The description of health care as a mess seems to be a myth, although not exclusively so. Heavy artillery is leveled against the drug manufacturers. Not all of it is fair, although it is difficult to be objective when you have just been charged $5.00 for an aspirin. Time magazine which has just knocked out its chief competitor at the newsstand, published the longest article in its history, to wit, 24,000 words to the exclusion of all other articles, entitled Why Medical Bills Are Killing Us. Overkill?

The charges for drugs and pharmaceuticals are just the beginning. The “mess” description applies equally to the treatment rendered by hospitals and medical staff to the public, i.e., its largest customers, Medicare and MediCal. Upon receipt, these suppliers cavalierly agree to accept a much smaller sum and the consumer is notified that the supplier will accept this smaller sum, or that “you” the health consumer may be billed for a smaller remaining sum. While this occurs frequently, the subsequent “billing” almost never occurs. The whole process resembles a game—a game which does not befit a mature citizenry.

Nor is this the end of the “mess.” There is the problem of unnecessary but profitable testing. Are MRI’s and x-rays really necessary to the extent that they are prescribed? Doctors refer to these as defensive measures which are described as protection against malpractice suits. Surely, the threat of a malpractice suit is a real one, but proportionally, nowhere near the number of times such tests are ordered. This can also be said of mammography and other tests.

The threat of a malpractice suit is itself overblown. Few are filed, fewer proceed to a trial and fewer yet are resolved in favor of a plaintiff. The burden on a plaintiff is nearly insurmountable, including the term “malpractice.” Malpractice involves medical negligence. Can we not just call it that? After all, the negligent driver of an automobile is referred to as a negligent actor, not as a mal-driver.

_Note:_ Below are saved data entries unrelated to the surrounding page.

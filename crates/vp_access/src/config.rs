use std::sync::Arc;

// -----------------------------------------------------------------------------
// Backend

/// The realization an accessor is built with.
#[derive(Debug, Default, Clone, Copy, PartialEq, Eq, Hash)]
pub enum Backend {
    /// A chain of resolved nodes that re-resolves on receiver changes.
    Interpreted,
    /// A fixed plan of pre-bound steps.
    #[default]
    Compiled,
}

// -----------------------------------------------------------------------------
// AccessConfig

/// Settings of an [`AccessorFactory`](crate::AccessorFactory).
///
/// # Examples
///
/// ```
/// use vp_access::{AccessConfig, Backend};
///
/// let config = AccessConfig::default()
///     .with_self_token("self")
///     .with_backend(Backend::Interpreted)
///     .with_static_access(false);
///
/// assert_eq!(config.self_token(), "self");
/// assert_eq!(config.backend(), Backend::Interpreted);
/// assert!(!config.static_access());
/// ```
#[derive(Debug, Clone)]
pub struct AccessConfig {
    self_token: Arc<str>,
    static_access: bool,
    backend: Backend,
    member_cache_capacity: usize,
    accessor_cache_capacity: usize,
}

impl Default for AccessConfig {
    fn default() -> Self {
        Self {
            self_token: Arc::from("this"),
            static_access: true,
            backend: Backend::default(),
            member_cache_capacity: 4096,
            accessor_cache_capacity: 1024,
        }
    }
}

impl AccessConfig {
    /// The first-segment name that evaluates to the `this` value.
    pub fn with_self_token(mut self, token: &str) -> Self {
        self.self_token = Arc::from(token);
        self
    }

    /// Whether a leading class name, such as `demo.Point.ORIGIN`, may be
    /// resolved as a static reference.
    pub fn with_static_access(mut self, enabled: bool) -> Self {
        self.static_access = enabled;
        self
    }

    /// The backend used by [`get_value`](crate::AccessorFactory::get_value).
    pub fn with_backend(mut self, backend: Backend) -> Self {
        self.backend = backend;
        self
    }

    /// Bounds each member cache. `0` means unbounded.
    pub fn with_member_cache_capacity(mut self, capacity: usize) -> Self {
        self.member_cache_capacity = capacity;
        self
    }

    /// Bounds the accessor and segment caches. `0` means unbounded.
    pub fn with_accessor_cache_capacity(mut self, capacity: usize) -> Self {
        self.accessor_cache_capacity = capacity;
        self
    }

    #[inline]
    pub fn self_token(&self) -> &str {
        &self.self_token
    }

    #[inline]
    pub fn static_access(&self) -> bool {
        self.static_access
    }

    #[inline]
    pub fn backend(&self) -> Backend {
        self.backend
    }

    #[inline]
    pub fn member_cache_capacity(&self) -> usize {
        self.member_cache_capacity
    }

    #[inline]
    pub fn accessor_cache_capacity(&self) -> usize {
        self.accessor_cache_capacity
    }
}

Our system of government does not lend itself to strict price legislation, yet that is precisely what is advocated as an assault upon medical price gouging. The medical profession and our hospitals are honorable institutions. Yet, there exists always a need to repair that which is wrong or is threatened.

During World War II, the mess of price gouging was anticipated. The Roosevelt administration enacted the O.P.A., the Office of Price Administration, headed at that time by Leon Henderson, who quickly became one of the most powerful, albeit unpopular persons in government. One of the regulations was that prices of products and services had to be posted in all businesses. That became the battle cry for the emerging Nixon forces and established the road map for our government in 1946. Here, in this column, it is not advocated to return to strict government control of prices. What we do advocate is a limited control to be posed upon the suppliers of Medicare and MediCal. That is what Lyndon Johnson had in mind.